EXERCISE PROMPT:
Copy each line below that has "PrincipalKind".

Top of SOURCE MATERIAL

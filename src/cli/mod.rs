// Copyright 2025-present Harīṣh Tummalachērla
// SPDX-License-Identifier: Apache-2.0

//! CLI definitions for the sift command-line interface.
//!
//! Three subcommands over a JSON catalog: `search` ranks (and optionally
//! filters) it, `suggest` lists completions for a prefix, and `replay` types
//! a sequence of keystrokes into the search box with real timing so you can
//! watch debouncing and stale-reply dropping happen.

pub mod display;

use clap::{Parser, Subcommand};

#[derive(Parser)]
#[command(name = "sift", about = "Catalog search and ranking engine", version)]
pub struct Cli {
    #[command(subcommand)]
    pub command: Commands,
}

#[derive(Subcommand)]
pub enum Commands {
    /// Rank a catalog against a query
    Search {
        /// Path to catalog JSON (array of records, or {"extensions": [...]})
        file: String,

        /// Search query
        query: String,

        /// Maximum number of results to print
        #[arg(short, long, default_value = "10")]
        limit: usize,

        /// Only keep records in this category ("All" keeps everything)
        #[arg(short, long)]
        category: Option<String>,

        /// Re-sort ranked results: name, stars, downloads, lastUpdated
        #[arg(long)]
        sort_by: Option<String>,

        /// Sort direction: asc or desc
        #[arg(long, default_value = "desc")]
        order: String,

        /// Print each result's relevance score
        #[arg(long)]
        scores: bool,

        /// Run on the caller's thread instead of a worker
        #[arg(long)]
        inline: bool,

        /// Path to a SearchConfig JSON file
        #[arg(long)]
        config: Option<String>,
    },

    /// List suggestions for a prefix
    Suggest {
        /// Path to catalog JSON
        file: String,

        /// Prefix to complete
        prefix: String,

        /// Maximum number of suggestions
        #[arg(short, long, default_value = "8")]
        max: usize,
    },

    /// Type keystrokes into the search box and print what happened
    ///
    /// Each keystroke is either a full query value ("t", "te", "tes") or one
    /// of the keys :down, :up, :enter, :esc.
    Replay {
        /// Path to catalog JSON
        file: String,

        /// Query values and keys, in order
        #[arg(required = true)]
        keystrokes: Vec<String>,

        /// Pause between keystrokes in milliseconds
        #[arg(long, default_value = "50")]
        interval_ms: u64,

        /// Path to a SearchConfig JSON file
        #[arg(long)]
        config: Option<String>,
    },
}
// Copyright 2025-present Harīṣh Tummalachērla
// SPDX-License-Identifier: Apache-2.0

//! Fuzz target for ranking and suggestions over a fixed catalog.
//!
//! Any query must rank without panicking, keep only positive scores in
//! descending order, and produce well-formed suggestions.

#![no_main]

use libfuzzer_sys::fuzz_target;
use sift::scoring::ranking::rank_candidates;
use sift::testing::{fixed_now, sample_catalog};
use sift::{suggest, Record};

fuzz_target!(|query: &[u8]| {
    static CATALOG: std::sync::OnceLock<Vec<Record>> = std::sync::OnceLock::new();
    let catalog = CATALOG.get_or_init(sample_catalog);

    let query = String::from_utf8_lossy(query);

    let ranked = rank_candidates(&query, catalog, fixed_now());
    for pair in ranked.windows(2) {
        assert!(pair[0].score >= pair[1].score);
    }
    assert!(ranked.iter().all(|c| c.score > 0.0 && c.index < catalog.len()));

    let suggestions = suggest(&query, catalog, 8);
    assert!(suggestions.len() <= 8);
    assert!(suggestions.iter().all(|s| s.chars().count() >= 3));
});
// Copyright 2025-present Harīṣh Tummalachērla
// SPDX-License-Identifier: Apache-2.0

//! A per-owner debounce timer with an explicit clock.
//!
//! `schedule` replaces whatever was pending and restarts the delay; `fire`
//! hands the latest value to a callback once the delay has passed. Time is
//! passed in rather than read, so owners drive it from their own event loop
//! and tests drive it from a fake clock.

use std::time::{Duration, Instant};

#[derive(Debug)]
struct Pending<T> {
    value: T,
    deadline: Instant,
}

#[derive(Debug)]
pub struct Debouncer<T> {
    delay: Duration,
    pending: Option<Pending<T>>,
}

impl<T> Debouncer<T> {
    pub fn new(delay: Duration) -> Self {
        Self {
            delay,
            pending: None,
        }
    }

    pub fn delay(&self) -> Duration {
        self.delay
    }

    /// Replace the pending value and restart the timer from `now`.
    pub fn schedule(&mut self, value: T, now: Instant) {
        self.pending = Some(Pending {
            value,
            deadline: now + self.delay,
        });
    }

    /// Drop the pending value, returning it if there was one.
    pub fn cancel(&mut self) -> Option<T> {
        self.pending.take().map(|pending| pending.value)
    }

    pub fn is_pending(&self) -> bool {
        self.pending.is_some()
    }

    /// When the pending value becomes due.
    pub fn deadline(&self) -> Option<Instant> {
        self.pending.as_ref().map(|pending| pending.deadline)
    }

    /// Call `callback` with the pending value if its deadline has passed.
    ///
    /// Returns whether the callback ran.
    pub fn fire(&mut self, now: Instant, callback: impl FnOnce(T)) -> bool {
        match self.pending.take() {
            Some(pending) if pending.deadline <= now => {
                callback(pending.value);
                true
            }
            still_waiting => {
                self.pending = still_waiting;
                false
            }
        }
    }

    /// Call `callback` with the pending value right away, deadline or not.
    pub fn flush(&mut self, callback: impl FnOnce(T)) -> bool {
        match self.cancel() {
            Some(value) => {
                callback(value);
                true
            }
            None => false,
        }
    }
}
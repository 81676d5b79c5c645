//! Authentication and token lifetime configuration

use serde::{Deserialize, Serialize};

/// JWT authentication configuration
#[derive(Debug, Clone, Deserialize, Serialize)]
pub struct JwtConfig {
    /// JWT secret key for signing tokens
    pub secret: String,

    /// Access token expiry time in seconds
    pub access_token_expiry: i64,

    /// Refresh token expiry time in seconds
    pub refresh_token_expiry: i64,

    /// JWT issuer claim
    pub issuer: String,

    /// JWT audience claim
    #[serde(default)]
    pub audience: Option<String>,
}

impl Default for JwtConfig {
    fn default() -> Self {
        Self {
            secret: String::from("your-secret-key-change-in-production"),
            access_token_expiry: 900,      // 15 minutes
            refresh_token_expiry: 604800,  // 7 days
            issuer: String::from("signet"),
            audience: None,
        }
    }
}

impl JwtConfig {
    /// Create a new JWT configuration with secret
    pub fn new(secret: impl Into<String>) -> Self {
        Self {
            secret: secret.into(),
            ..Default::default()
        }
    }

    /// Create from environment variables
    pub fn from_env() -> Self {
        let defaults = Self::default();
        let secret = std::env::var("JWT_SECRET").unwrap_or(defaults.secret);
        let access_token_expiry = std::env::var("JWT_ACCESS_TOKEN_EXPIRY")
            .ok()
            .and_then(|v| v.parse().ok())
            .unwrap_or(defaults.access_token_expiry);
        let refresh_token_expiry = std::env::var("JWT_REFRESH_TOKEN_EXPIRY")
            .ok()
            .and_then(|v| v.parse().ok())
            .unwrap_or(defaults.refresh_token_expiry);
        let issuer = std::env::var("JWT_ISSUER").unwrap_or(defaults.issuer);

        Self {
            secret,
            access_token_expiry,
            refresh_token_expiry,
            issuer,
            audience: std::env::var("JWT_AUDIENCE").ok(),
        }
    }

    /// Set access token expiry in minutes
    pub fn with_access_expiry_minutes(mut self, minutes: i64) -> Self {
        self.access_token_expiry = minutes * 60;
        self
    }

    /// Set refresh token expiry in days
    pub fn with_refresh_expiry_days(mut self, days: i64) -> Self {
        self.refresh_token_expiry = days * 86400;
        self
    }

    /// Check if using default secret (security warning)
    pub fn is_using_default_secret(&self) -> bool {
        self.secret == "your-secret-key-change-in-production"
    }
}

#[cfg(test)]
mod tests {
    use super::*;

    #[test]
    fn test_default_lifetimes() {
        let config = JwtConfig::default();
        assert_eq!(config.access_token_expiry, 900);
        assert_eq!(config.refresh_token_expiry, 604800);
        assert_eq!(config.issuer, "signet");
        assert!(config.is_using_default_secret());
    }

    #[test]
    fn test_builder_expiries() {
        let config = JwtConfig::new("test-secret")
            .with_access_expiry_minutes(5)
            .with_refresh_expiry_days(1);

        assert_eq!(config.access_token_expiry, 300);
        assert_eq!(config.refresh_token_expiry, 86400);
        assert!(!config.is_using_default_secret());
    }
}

Bottom of SOURCE MATERIAL
Top of SOURCE MATERIAL

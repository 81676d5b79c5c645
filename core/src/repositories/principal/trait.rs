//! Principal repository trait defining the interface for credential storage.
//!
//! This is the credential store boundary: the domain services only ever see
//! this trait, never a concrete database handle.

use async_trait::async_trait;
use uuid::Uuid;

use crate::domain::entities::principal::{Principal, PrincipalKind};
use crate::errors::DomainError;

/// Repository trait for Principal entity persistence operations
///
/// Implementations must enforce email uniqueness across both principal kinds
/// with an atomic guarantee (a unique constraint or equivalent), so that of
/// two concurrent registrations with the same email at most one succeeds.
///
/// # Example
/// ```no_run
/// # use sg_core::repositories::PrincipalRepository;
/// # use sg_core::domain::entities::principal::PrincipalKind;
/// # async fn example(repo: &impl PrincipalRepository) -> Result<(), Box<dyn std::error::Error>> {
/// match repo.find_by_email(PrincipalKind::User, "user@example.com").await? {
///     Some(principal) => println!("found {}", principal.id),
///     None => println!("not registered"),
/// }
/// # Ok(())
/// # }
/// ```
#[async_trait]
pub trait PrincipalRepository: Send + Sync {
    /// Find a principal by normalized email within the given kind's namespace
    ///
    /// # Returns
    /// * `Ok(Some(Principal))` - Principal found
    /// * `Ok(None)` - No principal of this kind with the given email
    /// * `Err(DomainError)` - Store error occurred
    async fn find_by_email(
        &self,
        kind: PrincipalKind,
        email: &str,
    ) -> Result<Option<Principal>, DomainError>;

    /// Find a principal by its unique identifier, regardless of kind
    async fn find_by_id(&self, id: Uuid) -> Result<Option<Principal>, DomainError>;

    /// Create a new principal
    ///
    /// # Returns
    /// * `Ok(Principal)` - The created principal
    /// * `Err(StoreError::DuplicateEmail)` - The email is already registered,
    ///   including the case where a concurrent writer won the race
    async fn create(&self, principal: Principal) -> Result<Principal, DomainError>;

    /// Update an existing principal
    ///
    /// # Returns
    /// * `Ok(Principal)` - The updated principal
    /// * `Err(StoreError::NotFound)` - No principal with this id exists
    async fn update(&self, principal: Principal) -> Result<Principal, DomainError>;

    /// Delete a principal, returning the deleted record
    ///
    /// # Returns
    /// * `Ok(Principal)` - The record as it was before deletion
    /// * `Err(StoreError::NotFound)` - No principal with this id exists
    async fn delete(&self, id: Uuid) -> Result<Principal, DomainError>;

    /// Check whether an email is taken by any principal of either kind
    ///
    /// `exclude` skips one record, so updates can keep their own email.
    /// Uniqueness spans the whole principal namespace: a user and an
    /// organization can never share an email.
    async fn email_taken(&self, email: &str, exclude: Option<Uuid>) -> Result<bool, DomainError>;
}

Bottom of SOURCE MATERIAL

SOLUTION TO THIS PROBLEM:
use crate::domain::entities::principal::{Principal, PrincipalKind};
/// # use sg_core::domain::entities::principal::PrincipalKind;
/// match repo.find_by_email(PrincipalKind::User, "user@example.com").await? {
        kind: PrincipalKind,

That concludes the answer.